In at least two datasets, the default chunker (size-262144) and rabin chunker did not provide significant compression (<10%).

Therefore, what should an archivist use? (internetarchive uses torrent for distributing the data)

Code to reproduce: https://github.com/rht/sfpi-benchmark/tree/master/chunk
Edit: cite data source and code to reproduce

[1] ipfs/kubo#3621, https://ipfs.io/ipfs/QmcsrSRuBmxNxcEXjMZ1pmyRgnutCGwfAhhnRfaNn9P94F
[2] https://archives.ipfs.io, "Presidental Daily Briefs", ipfs:/ipfs/Qme6epvZDj3vzHcFKdF1nZhbixjw8Bn4imGcKnbUyBJL89

flyingzumwalt · 2017-02-02T14:11:57Z

@rht thank you for taking a stab at this.

Please compare the two ipfs chunking algorithms (default vs rabin)

I wasn't clear in the description of this issue. This issue is not seeking to compare ipfs against other tools. It's seeking to compare two of the chunking algorithms that are already implemented in ipfs. We are trying to see if the rabin fingerprinting option on ipfs --add provides any benefits over the default ipfs chunking algorithm. Rabin fingerprinting is slower and more computationally expensive than the default chunking algorithm, so we want to know if it's worth the extra time and computational load.

This is, in part, so we can decide whether we should implement some other, more efficient, chunking algorithm. To that point, the git-objects number is quite interesting to me because it tells us we might want to implement something that imitate's git's packing strategy. You only included it in the first graph, so the results are inconclusive, but it's an interesting data point.

Please remove comparisons to compression algorithms

We are not looking to compare rabin fingerprinting against compression algorithms like gzip -- those two technologies were designed for different purposes, so the comparison is confusing rather than useful.

Cite your Source Data and Describe its Characteristics

Information we need in order to know what benchmarks are telling us:

What was the test data (please post them somewhere and cite them)
What is the size of the test data on disk, without chunking or compression?
Do the test data contain the sort of repetition that could be recognized by rabin fingerprinting? (repetition of content blocks that are more than 256k in size)?

Rabin fingerprinting is designed to deduplicate content at the block level. It's ideal for data that is repetitive, like version histories of data that have changed gradually over time. The fingerprint algorithm catches that duplication at the level of blocks, with a default block size of 256kb. For that reason, I would not expect it to catch much duplication in something like a series of speeches because speeches repeat words and sentences but they've very unlikely to precisely repeat 256k blocks of content.

Use a Variety of Test Data

I recommend using a variety of test data -- some with a lot of repetition that rabin fingerprinting should catch, others with less repetition. For example, in one test you could use sample data that contains many copies of the same file with varying sizes of edits to the file. In another test you could use a series of speeches, like you did in the first test run. If you choose a variety of test data like that it will give us a better basis for analyzing the results.

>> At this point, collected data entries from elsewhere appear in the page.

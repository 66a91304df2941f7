use crate::{domain::UserId, errors::AuthorizationDenied, registry::AdminRegistry};

// ============== Authorization ==============

/// Privileged actions reachable from the admin panel.
#[derive(Clone, Copy, Debug, PartialEq, Eq, Hash)]
pub enum Action {
    ViewBroadcastPanel,
    AddAdmin,
    RemoveAdmin,
    ListAdmins,
}

#[derive(Clone, Copy, Debug, PartialEq, Eq)]
pub enum Decision {
    Permitted,
    Denied,
}

impl Decision {
    pub fn is_permitted(self) -> bool {
        matches!(self, Decision::Permitted)
    }
}

/// Decide whether `requester` may perform `action` given the current registry.
pub fn authorize(requester: UserId, action: Action, registry: &AdminRegistry) -> Decision {
    let allowed = match action {
        Action::ViewBroadcastPanel => registry.is_admin(requester),
        Action::AddAdmin | Action::RemoveAdmin | Action::ListAdmins => {
            registry.is_owner(requester)
        }
    };
    if allowed {
        Decision::Permitted
    } else {
        Decision::Denied
    }
}

/// Like [`authorize`], shaped for `?` at call sites.
pub fn ensure(
    requester: UserId,
    action: Action,
    registry: &AdminRegistry,
) -> Result<(), AuthorizationDenied> {
    match authorize(requester, action, registry) {
        Decision::Permitted => Ok(()),
        Decision::Denied => Err(AuthorizationDenied { requester, action }),
    }
}

#[cfg(test)]
mod tests {
    use super::*;

    const OWNER: UserId = UserId(100);
    const ADMIN: UserId = UserId(555);
    const OWNER_ONLY: [Action; 3] = [Action::AddAdmin, Action::RemoveAdmin, Action::ListAdmins];

    fn registry() -> AdminRegistry {
        AdminRegistry::with_admins(OWNER, [ADMIN])
    }

    #[test]
    fn owner_is_always_permitted() {
        let reg = registry();
        for action in OWNER_ONLY.into_iter().chain([Action::ViewBroadcastPanel]) {
            assert_eq!(authorize(OWNER, action, &reg), Decision::Permitted);
        }
    }

    #[test]
    fn admin_sees_panel_but_cannot_manage() {
        let reg = registry();
        assert!(authorize(ADMIN, Action::ViewBroadcastPanel, &reg).is_permitted());
        for action in OWNER_ONLY {
            assert_eq!(authorize(ADMIN, action, &reg), Decision::Denied);
        }
    }

    #[test]
    fn strangers_are_denied_everything() {
        let reg = registry();
        for id in [-1, 0, 1, 99, 101, 554, 556, i64::MAX] {
            for action in OWNER_ONLY.into_iter().chain([Action::ViewBroadcastPanel]) {
                assert_eq!(authorize(UserId(id), action, &reg), Decision::Denied);
            }
        }
    }

    #[test]
    fn removed_admin_loses_panel_access() {
        let mut reg = registry();
        let _ = reg.remove(ADMIN);
        assert_eq!(
            authorize(ADMIN, Action::ViewBroadcastPanel, &reg),
            Decision::Denied
        );
    }

    #[test]
    fn ensure_reports_the_denied_action() {
        let reg = registry();
        let err = ensure(ADMIN, Action::RemoveAdmin, &reg).unwrap_err();
        assert_eq!(err.requester, ADMIN);
        assert_eq!(err.action, Action::RemoveAdmin);
        assert!(ensure(OWNER, Action::RemoveAdmin, &reg).is_ok());
    }
}
//! Owner plus the mutable set of extra administrators.

use std::collections::BTreeSet;

use crate::domain::UserId;

#[derive(Clone, Copy, Debug, PartialEq, Eq)]
pub enum AddOutcome {
    Added,
    AlreadyPresent,
}

#[derive(Clone, Copy, Debug, PartialEq, Eq)]
pub enum RemoveOutcome {
    Removed,
    NotFound,
    RejectedOwnerProtected,
}

/// In-memory set of operators allowed to use the admin panel.
///
/// The owner is fixed at construction and can never be removed. Membership lives
/// for the lifetime of the process only.
#[derive(Clone, Debug)]
pub struct AdminRegistry {
    owner: UserId,
    admins: BTreeSet<UserId>,
}

impl AdminRegistry {
    pub fn new(owner: UserId) -> Self {
        Self {
            owner,
            admins: BTreeSet::new(),
        }
    }

    /// Seed extra admins at startup. The owner is skipped if listed.
    pub fn with_admins(owner: UserId, admins: impl IntoIterator<Item = UserId>) -> Self {
        let mut reg = Self::new(owner);
        for id in admins {
            let _ = reg.add(id);
        }
        reg
    }

    pub fn owner(&self) -> UserId {
        self.owner
    }

    pub fn is_owner(&self, id: UserId) -> bool {
        id == self.owner
    }

    /// Owner counts as an admin.
    pub fn is_admin(&self, id: UserId) -> bool {
        self.is_owner(id) || self.admins.contains(&id)
    }

    pub fn add(&mut self, id: UserId) -> AddOutcome {
        if self.is_owner(id) || !self.admins.insert(id) {
            return AddOutcome::AlreadyPresent;
        }
        AddOutcome::Added
    }

    pub fn remove(&mut self, id: UserId) -> RemoveOutcome {
        if self.is_owner(id) {
            return RemoveOutcome::RejectedOwnerProtected;
        }
        if self.admins.remove(&id) {
            RemoveOutcome::Removed
        } else {
            RemoveOutcome::NotFound
        }
    }

    /// All members, owner first, then admins in ascending id order.
    pub fn list(&self) -> Vec<UserId> {
        std::iter::once(self.owner)
            .chain(self.admins.iter().copied())
            .collect()
    }
}

#[cfg(test)]
mod tests {
    use super::*;

    const OWNER: UserId = UserId(100);

    #[test]
    fn owner_is_admin_and_listed_first() {
        let reg = AdminRegistry::with_admins(OWNER, [UserId(7), UserId(3)]);
        assert!(reg.is_owner(OWNER));
        assert!(reg.is_admin(OWNER));
        assert_eq!(reg.list(), vec![OWNER, UserId(3), UserId(7)]);
    }

    #[test]
    fn seeding_with_owner_does_not_duplicate() {
        let reg = AdminRegistry::with_admins(OWNER, [OWNER, UserId(5)]);
        assert_eq!(reg.list(), vec![OWNER, UserId(5)]);
    }

    #[test]
    fn add_existing_reports_already_present() {
        let mut reg = AdminRegistry::new(OWNER);
        assert_eq!(reg.add(UserId(555)), AddOutcome::Added);
        let before = reg.list();
        assert_eq!(reg.add(UserId(555)), AddOutcome::AlreadyPresent);
        assert_eq!(reg.add(OWNER), AddOutcome::AlreadyPresent);
        assert_eq!(reg.list(), before);
    }

    #[test]
    fn remove_absent_reports_not_found() {
        let mut reg = AdminRegistry::with_admins(OWNER, [UserId(555)]);
        let before = reg.list();
        assert_eq!(reg.remove(UserId(42)), RemoveOutcome::NotFound);
        assert_eq!(reg.list(), before);
    }

    #[test]
    fn owner_cannot_be_removed() {
        let mut reg = AdminRegistry::new(OWNER);
        assert_eq!(reg.remove(OWNER), RemoveOutcome::RejectedOwnerProtected);
        assert!(reg.is_admin(OWNER));
    }

    #[test]
    fn owner_survives_any_add_remove_sequence() {
        let mut reg = AdminRegistry::new(OWNER);
        // Deterministic pseudo-random walk over a small id space that includes the owner.
        let mut x: u64 = 0x2545_f491_4f6c_dd1d;
        for _ in 0..2_000 {
            x ^= x << 13;
            x ^= x >> 7;
            x ^= x << 17;
            let id = UserId(95 + (x % 10) as i64);
            if x & 1 == 0 {
                let _ = reg.add(id);
            } else {
                let _ = reg.remove(id);
            }
            assert!(reg.is_owner(OWNER));
            assert_eq!(reg.list().first(), Some(&OWNER));
        }
    }
}
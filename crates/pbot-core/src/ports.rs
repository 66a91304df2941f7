use async_trait::async_trait;

use crate::errors::GenerationError;

/// Hexagonal port for the remote text-generation service.
///
/// Each call is independent: the implementation sends the persona system message
/// and `prompt` as the only turns, so nothing is remembered between calls.
#[async_trait]
pub trait GenerationPort: Send + Sync {
    async fn generate(&self, prompt: &str) -> std::result::Result<String, GenerationError>;
}
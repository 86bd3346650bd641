// ============================================
// File: crates/toon-core/src/crypto/keystore.rs
// ============================================
//! # Identity Key Persistence
//!
//! ## Creation Reason
//! The device identity must survive restarts: the server binds the
//! public key at registration, so regenerating the keypair orphans the
//! device. This module owns the load-or-create-once contract.
//!
//! ## Main Logical Flow
//! 1. Key file exists -> load it; any corruption is a hard error
//!    (regenerating would be worse than failing)
//! 2. No key file -> generate, write to `<path>.tmp`, chmod 0600,
//!    rename over the final path
//!
//! The temp-write + rename keeps a crash from ever leaving a partial
//! key file behind.
//!
//! ## Last Modified
//! v0.1.0 - Initial keystore

use std::fs;
use std::path::Path;

use serde::{Deserialize, Serialize};
use tracing::info;

use super::identity::DeviceKeyPair;
use crate::error::{CoreError, Result};
use toon_common::error::CommonError;

/// On-disk key file format.
#[derive(Debug, Serialize, Deserialize)]
struct KeyFile {
    version: String,
    key_type: String,
    public_key_b64: String,
    private_key_b64: String,
}

impl KeyFile {
    fn for_keypair(keypair: &DeviceKeyPair) -> Self {
        Self {
            version: "1.0".to_string(),
            key_type: "ed25519".to_string(),
            public_key_b64: keypair.public_key_b64(),
            private_key_b64: keypair.private_key_b64(),
        }
    }
}

/// Loads the device keypair from `path`, generating and persisting a
/// fresh one on first run.
///
/// # Errors
/// Returns an error if an existing key file cannot be read or decoded
/// (the identity is unrecoverable and must not be silently replaced),
/// or if a fresh key file cannot be persisted.
pub fn load_or_create(path: &Path) -> Result<DeviceKeyPair> {
    if path.exists() {
        return load(path);
    }

    info!(path = %path.display(), "No identity key file, generating device keypair");
    let keypair = DeviceKeyPair::generate();
    persist_atomic(path, &KeyFile::for_keypair(&keypair))?;
    Ok(keypair)
}

fn load(path: &Path) -> Result<DeviceKeyPair> {
    let content = fs::read_to_string(path)
        .map_err(|e| CommonError::io(format!("read key file {}", path.display()), e))?;
    let doc: KeyFile = serde_json::from_str(&content)
        .map_err(|e| CommonError::decoding("key file", e.to_string()))?;
    if doc.key_type != "ed25519" {
        return Err(CoreError::key(format!(
            "unsupported key type '{}'",
            doc.key_type
        )));
    }
    DeviceKeyPair::from_base64(&doc.private_key_b64)
}

/// Writes the key file atomically: temp file, owner-only permissions,
/// rename over the final path.
fn persist_atomic(path: &Path, doc: &KeyFile) -> Result<()> {
    if let Some(parent) = path.parent() {
        if !parent.as_os_str().is_empty() {
            fs::create_dir_all(parent)
                .map_err(|e| CommonError::io(format!("create {}", parent.display()), e))?;
        }
    }

    let tmp = path.with_extension("tmp");
    let content = serde_json::to_string_pretty(doc)
        .map_err(|e| CommonError::encoding("key file", e.to_string()))?;
    fs::write(&tmp, content)
        .map_err(|e| CommonError::io(format!("write {}", tmp.display()), e))?;

    #[cfg(unix)]
    {
        use std::os::unix::fs::PermissionsExt;
        let perms = fs::Permissions::from_mode(0o600);
        fs::set_permissions(&tmp, perms)
            .map_err(|e| CommonError::io(format!("chmod {}", tmp.display()), e))?;
    }

    fs::rename(&tmp, path)
        .map_err(|e| CommonError::io(format!("rename into {}", path.display()), e))?;
    Ok(())
}

// ============================================
// Tests
// ============================================

#[cfg(test)]
mod tests {
    use super::*;
    use crate::crypto::generate_nonce;

    fn temp_key_path() -> std::path::PathBuf {
        std::env::temp_dir().join(format!("toon-keystore-test-{}.json", generate_nonce()))
    }

    #[test]
    fn test_create_then_reload_same_identity() {
        let path = temp_key_path();

        let created = load_or_create(&path).unwrap();
        let reloaded = load_or_create(&path).unwrap();
        assert_eq!(created.public_key_bytes(), reloaded.public_key_bytes());

        // No temp artifact left behind after the atomic replace.
        assert!(!path.with_extension("tmp").exists());

        let _ = fs::remove_file(&path);
    }

    #[test]
    fn test_corrupt_key_file_is_hard_error() {
        let path = temp_key_path();
        fs::write(&path, "{not json").unwrap();

        // A broken identity must never be silently regenerated.
        assert!(load_or_create(&path).is_err());

        let _ = fs::remove_file(&path);
    }

    #[cfg(unix)]
    #[test]
    fn test_owner_only_permissions() {
        use std::os::unix::fs::PermissionsExt;

        let path = temp_key_path();
        load_or_create(&path).unwrap();

        let mode = fs::metadata(&path).unwrap().permissions().mode();
        assert_eq!(mode & 0o777, 0o600);

        let _ = fs::remove_file(&path);
    }
}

rht · 2017-02-02T15:27:43Z

@flyingzumwalt addressing your points.

I am curating the benchmark (facts) not just for the sake of the maintainers, but also archivists, institutions, etc looking to store large datasets using the IPFS protocol. I believe I have the right to put informative datasets to locate the performance of ipfs storage within the archiving tools ecosystem. What is the point of having a graph that shows "chunking algorithm x does better than chunking algorithm y by such amount" (but hides the order of magnitude of the overall improvement of storage saving compared to the existing archival tools?). For archivists, such benchmark is much clearer and transparent to parse (and used as premises) than a fuzzy statement to the point that one is led to say "using Rabin, you could potentially reduce archives of websites (WARCs) by significant amounts".
Deduplication != compression, but they are both used for the objective of storage saving.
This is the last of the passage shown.